Source data:
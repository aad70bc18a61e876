// Copyright (c) 2025 Felix Kahle.
//
// Permission is hereby granted, free of charge, to any person obtaining
// a copy of this software and associated documentation files (the
// "Software"), to deal in the Software without restriction, including
// without limitation the rights to use, copy, modify, merge, publish,
// distribute, sublicense, and/or sell copies of the Software, and to
// permit persons to whom the Software is furnished to do so, subject to
// the following conditions:
//
// The above copyright notice and this permission notice shall be
// included in all copies or substantial portions of the Software.
//
// THE SOFTWARE IS PROVIDED "AS IS", WITHOUT WARRANTY OF ANY KIND,
// EXPRESS OR IMPLIED, INCLUDING BUT NOT LIMITED TO THE WARRANTIES OF
// MERCHANTABILITY, FITNESS FOR A PARTICULAR PURPOSE AND
// NONINFRINGEMENT. IN NO EVENT SHALL THE AUTHORS OR COPYRIGHT HOLDERS BE
// LIABLE FOR ANY CLAIM, DAMAGES OR OTHER LIABILITY, WHETHER IN AN ACTION
// OF CONTRACT, TORT OR OTHERWISE, ARISING FROM, OUT OF OR IN CONNECTION
// WITH THE SOFTWARE OR THE USE OR OTHER DEALINGS IN THE SOFTWARE.

use crate::{
    config::ScoringConfig,
    stack::{next_eligible_tier, stack_height},
    store::OccupancyStore,
};
use serde::{Deserialize, Serialize};
use std::{cmp::Ordering, collections::HashMap};
use yard_stack_core::prelude::*;
use yard_stack_model::prelude::*;

/// Side of the block rows from which equipment arrives.
#[derive(Debug, Clone, Copy, PartialEq, Eq, Hash, Default, Serialize, Deserialize)]
pub enum Approach {
    #[default]
    RowStart,
    RowEnd,
}

/// Constraints and hints for a placement suggestion. Every field is optional.
#[derive(Debug, Clone, Default, PartialEq, Eq, Serialize, Deserialize)]
#[serde(default)]
pub struct SuggestRequest {
    /// The container to place. Its current slot, if any, is never suggested.
    pub container_no: Option<ContainerNo>,
    pub size: Option<ContainerSize>,
    /// Reefers are only offered slots with power.
    pub reefer: bool,
    pub preferred_blocks: Vec<BlockId>,
    /// Containers of the same customer or line the new one should sit near.
    pub co_locate_with: Vec<ContainerNo>,
    pub approach: Approach,
    /// Overrides the configured `top_k`.
    pub limit: Option<usize>,
}

#[derive(Debug, Clone, Copy, PartialEq, Serialize, Deserialize)]
pub struct Suggestion {
    address: TierAddress,
    block: BlockId,
    score: f64,
}

impl Suggestion {
    #[inline]
    pub fn address(&self) -> TierAddress {
        self.address
    }

    #[inline]
    pub fn slot(&self) -> SlotId {
        self.address.slot()
    }

    #[inline]
    pub fn tier(&self) -> Tier {
        self.address.tier()
    }

    #[inline]
    pub fn block(&self) -> BlockId {
        self.block
    }

    #[inline]
    pub fn score(&self) -> f64 {
        self.score
    }
}

impl std::fmt::Display for Suggestion {
    fn fmt(&self, f: &mut std::fmt::Formatter<'_>) -> std::fmt::Result {
        write!(f, "Suggestion({}, {}, {:.3})", self.address, self.block, self.score)
    }
}

/// Ranks the tiers a container could be held on right now.
///
/// Only slots whose next eligible tier exists are considered, so every
/// suggestion is holdable at the time it is computed. The engine never
/// mutates the store.
#[derive(Debug)]
pub struct SuggestionEngine<'a, S> {
    store: &'a S,
    config: &'a ScoringConfig,
}

struct Ranked {
    suggestion: Suggestion,
    row: u32,
    col: u32,
}

impl<'a, S: OccupancyStore> SuggestionEngine<'a, S> {
    #[inline]
    pub fn new(store: &'a S, config: &'a ScoringConfig) -> Self {
        Self { store, config }
    }

    pub fn suggest(&self, request: &SuggestRequest) -> Vec<Suggestion> {
        let layout = self.store.layout();
        let limit = request.limit.unwrap_or(self.config.top_k);
        if limit == 0 {
            return Vec::new();
        }

        let max_row = layout.max_row_index();
        let col_span = f64::from(layout.max_col_index()) + 1.0;
        let current_slot = request
            .container_no
            .as_ref()
            .and_then(|c| self.store.locate(c))
            .map(|a| a.slot());
        let (related, related_total) = self.related_blocks(&request.co_locate_with);

        let mut ranked: Vec<Ranked> = layout
            .slots()
            .filter(|s| Some(s.id()) != current_slot)
            .filter(|s| request.size.is_none_or(|size| s.size() == size))
            .filter(|s| !request.reefer || s.reefer())
            .filter_map(|slot| {
                let placements = self.store.list_by_slot(slot.id()).ok()?;
                let tier = next_eligible_tier(&placements)?;

                let row = match request.approach {
                    Approach::RowStart => slot.row_index(),
                    Approach::RowEnd => max_row - slot.row_index(),
                };
                let access = f64::from(row) + f64::from(slot.col_index()) / col_span;
                // Below one column step, so it only reorders slots at the same (row, col).
                let fill = stack_height(&placements) as f64 / placements.len() as f64 / col_span;

                let mut score =
                    -self.config.access_weight * access - self.config.height_weight * fill;
                if request.preferred_blocks.contains(&slot.block_id()) {
                    score += self.config.preferred_block_bonus;
                }
                if related_total > 0
                    && let Some(&n) = related.get(&slot.block_id())
                {
                    score += self.config.co_location_bonus * n as f64 / related_total as f64;
                }

                Some(Ranked {
                    suggestion: Suggestion {
                        address: TierAddress::new(slot.id(), tier),
                        block: slot.block_id(),
                        score,
                    },
                    row: slot.row_index(),
                    col: slot.col_index(),
                })
            })
            .collect();

        ranked.sort_by(|a, b| {
            b.suggestion
                .score
                .partial_cmp(&a.suggestion.score)
                .unwrap_or(Ordering::Equal)
                .then(a.row.cmp(&b.row))
                .then(a.col.cmp(&b.col))
                .then(a.suggestion.slot().cmp(&b.suggestion.slot()))
        });
        ranked.truncate(limit);
        ranked.into_iter().map(|r| r.suggestion).collect()
    }

    fn related_blocks(&self, containers: &[ContainerNo]) -> (HashMap<BlockId, usize>, usize) {
        let layout = self.store.layout();
        let mut blocks = HashMap::new();
        let mut total = 0;
        for c in containers {
            let Some(block) = self
                .store
                .locate(c)
                .and_then(|a| layout.slot(a.slot()))
                .map(Slot::block_id)
            else {
                continue;
            };
            *blocks.entry(block).or_insert(0) += 1;
            total += 1;
        }
        (blocks, total)
    }
}

#[cfg(test)]
mod tests {
    use super::*;
    use crate::{lifecycle::PlacementController, store::InMemoryStore};

    fn c(s: &str) -> ContainerNo {
        ContainerNo::parse(s).unwrap()
    }

    fn sid(v: u32) -> SlotId {
        SlotId::new(v)
    }

    const A: BlockId = BlockId::new(1);
    const B: BlockId = BlockId::new(2);

    // Block A: 1 (r0 c0), 2 (r0 c1), 3 (r1 c0). Block B: 4 (r0 c0), 5 (r2 c0, 40ft reefer).
    fn store() -> InMemoryStore {
        let cap = TierCapacity::new(2).unwrap();
        let mut b = YardLayoutBuilder::new();
        b.add_yard(Yard::new(YardId::new(1), "Main")).unwrap();
        b.add_block(Block::new(A, "A", YardId::new(1))).unwrap();
        b.add_block(Block::new(B, "B", YardId::new(1))).unwrap();
        b.add_slot(Slot::new(sid(1), "01", A, "A", 0, 0, cap)).unwrap();
        b.add_slot(Slot::new(sid(2), "02", A, "A", 0, 1, cap)).unwrap();
        b.add_slot(Slot::new(sid(3), "03", A, "B", 1, 0, cap)).unwrap();
        b.add_slot(Slot::new(sid(4), "01", B, "A", 0, 0, cap)).unwrap();
        b.add_slot(
            Slot::new(sid(5), "02", B, "C", 2, 0, cap)
                .with_size(ContainerSize::Forty)
                .with_reefer(true),
        )
        .unwrap();
        InMemoryStore::new(b.build())
    }

    fn slots(suggestions: &[Suggestion]) -> Vec<u32> {
        suggestions.iter().map(|s| s.slot().value()).collect()
    }

    fn all() -> SuggestRequest {
        SuggestRequest {
            limit: Some(10),
            ..SuggestRequest::default()
        }
    }

    #[test]
    fn test_empty_yard_sorted_by_row_then_col() {
        let s = store();
        let cfg = ScoringConfig::default();
        let out = SuggestionEngine::new(&s, &cfg).suggest(&all());
        assert_eq!(slots(&out), vec![1, 4, 2, 3, 5]);
        assert!(out.iter().all(|x| x.tier() == Tier::BOTTOM));
        assert!(out.windows(2).all(|w| w[0].score() >= w[1].score()));
    }

    #[test]
    fn test_default_limit_is_top_k() {
        let s = store();
        let cfg = ScoringConfig {
            top_k: 2,
            ..ScoringConfig::default()
        };
        let engine = SuggestionEngine::new(&s, &cfg);
        assert_eq!(engine.suggest(&SuggestRequest::default()).len(), 2);

        let none = SuggestRequest {
            limit: Some(0),
            ..SuggestRequest::default()
        };
        assert!(engine.suggest(&none).is_empty());
    }

    #[test]
    fn test_full_yard_returns_empty() {
        let s = store();
        let k = ManualClock::default();
        let ctl = PlacementController::new(&s, &k);
        for slot in 1..=5 {
            for n in 0..2 {
                ctl.assign(c(&format!("F{slot}-{n}")), sid(slot)).unwrap();
            }
        }
        let cfg = ScoringConfig::default();
        assert!(SuggestionEngine::new(&s, &cfg).suggest(&all()).is_empty());
    }

    #[test]
    fn test_fuller_stacks_rank_lower() {
        let s = store();
        let k = ManualClock::default();
        PlacementController::new(&s, &k)
            .assign(c("LOW"), sid(1))
            .unwrap();
        let cfg = ScoringConfig::default();
        let out = SuggestionEngine::new(&s, &cfg).suggest(&all());
        assert_eq!(slots(&out), vec![4, 1, 2, 3, 5]);
        assert_eq!(out[1].tier(), Tier::new(2).unwrap());
    }

    #[test]
    fn test_partly_filled_yard_keeps_row_col_order() {
        let cap = TierCapacity::new(5).unwrap();
        let mut b = YardLayoutBuilder::new();
        b.add_yard(Yard::new(YardId::new(1), "Main")).unwrap();
        b.add_block(Block::new(A, "A", YardId::new(1))).unwrap();
        for row in 0..2u32 {
            for col in 0..10u32 {
                let id = sid(row * 10 + col + 1);
                b.add_slot(Slot::new(id, format!("{row}{col:02}"), A, "A", row, col, cap))
                    .unwrap();
            }
        }
        let s = InMemoryStore::new(b.build());
        let k = ManualClock::default();
        let ctl = PlacementController::new(&s, &k);
        for n in 0..4 {
            ctl.assign(c(&format!("TALL{n}")), sid(1)).unwrap();
        }
        ctl.assign(c("MID"), sid(12)).unwrap();

        let cfg = ScoringConfig::default();
        let request = SuggestRequest {
            limit: Some(20),
            ..SuggestRequest::default()
        };
        let out = SuggestionEngine::new(&s, &cfg).suggest(&request);
        assert_eq!(slots(&out), (1..=20).collect::<Vec<_>>());
        assert_eq!(out[0].tier(), Tier::new(5).unwrap());
    }

    #[test]
    fn test_preferred_block_ranks_first() {
        let s = store();
        let cfg = ScoringConfig::default();
        let request = SuggestRequest {
            preferred_blocks: vec![B],
            ..all()
        };
        let out = SuggestionEngine::new(&s, &cfg).suggest(&request);
        assert_eq!(out[0].slot(), sid(4));
        assert_eq!(out[0].block(), B);
    }

    #[test]
    fn test_co_location_pulls_towards_related_block() {
        let s = store();
        let k = ManualClock::default();
        PlacementController::new(&s, &k)
            .assign(c("REL1"), sid(4))
            .unwrap();
        let cfg = ScoringConfig::default();
        let request = SuggestRequest {
            co_locate_with: vec![c("REL1"), c("UNKNOWN")],
            ..all()
        };
        let out = SuggestionEngine::new(&s, &cfg).suggest(&request);
        assert_eq!(out[0].slot(), sid(4));
        assert_eq!(out[0].tier(), Tier::new(2).unwrap());
    }

    #[test]
    fn test_size_and_reefer_filters() {
        let s = store();
        let cfg = ScoringConfig::default();
        let engine = SuggestionEngine::new(&s, &cfg);

        let forty = SuggestRequest {
            size: Some(ContainerSize::Forty),
            ..all()
        };
        assert_eq!(slots(&engine.suggest(&forty)), vec![5]);

        let reefer = SuggestRequest {
            reefer: true,
            ..all()
        };
        assert_eq!(slots(&engine.suggest(&reefer)), vec![5]);

        let twenty = SuggestRequest {
            size: Some(ContainerSize::Twenty),
            ..all()
        };
        assert_eq!(slots(&engine.suggest(&twenty)), vec![1, 4, 2, 3]);
    }

    #[test]
    fn test_row_end_approach_flips_rows() {
        let s = store();
        let cfg = ScoringConfig::default();
        let request = SuggestRequest {
            approach: Approach::RowEnd,
            ..all()
        };
        let out = SuggestionEngine::new(&s, &cfg).suggest(&request);
        assert_eq!(slots(&out), vec![5, 3, 1, 4, 2]);
    }

    #[test]
    fn test_current_slot_of_container_is_skipped() {
        let s = store();
        let k = ManualClock::default();
        PlacementController::new(&s, &k)
            .assign(c("MOVE"), sid(1))
            .unwrap();
        let cfg = ScoringConfig::default();
        let request = SuggestRequest {
            container_no: Some(c("MOVE")),
            ..all()
        };
        let out = SuggestionEngine::new(&s, &cfg).suggest(&request);
        assert!(!slots(&out).contains(&1));
        assert_eq!(out.len(), 4);
    }

    #[test]
    fn test_request_deserializes_with_defaults() {
        let r: SuggestRequest =
            serde_json::from_str(r#"{ "reefer": true, "approach": "RowEnd" }"#).unwrap();
        assert!(r.reefer);
        assert_eq!(r.approach, Approach::RowEnd);
        assert!(r.limit.is_none());
        assert!(r.preferred_blocks.is_empty());
    }
}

Task details:
Only the lines containing "PartialEq" are needed; pull them out of the listing.

Answer to this task:
#[derive(Debug, Clone, Copy, PartialEq, Eq, Hash, Default, Serialize, Deserialize)]
#[derive(Debug, Clone, Default, PartialEq, Eq, Serialize, Deserialize)]
#[derive(Debug, Clone, Copy, PartialEq, Serialize, Deserialize)]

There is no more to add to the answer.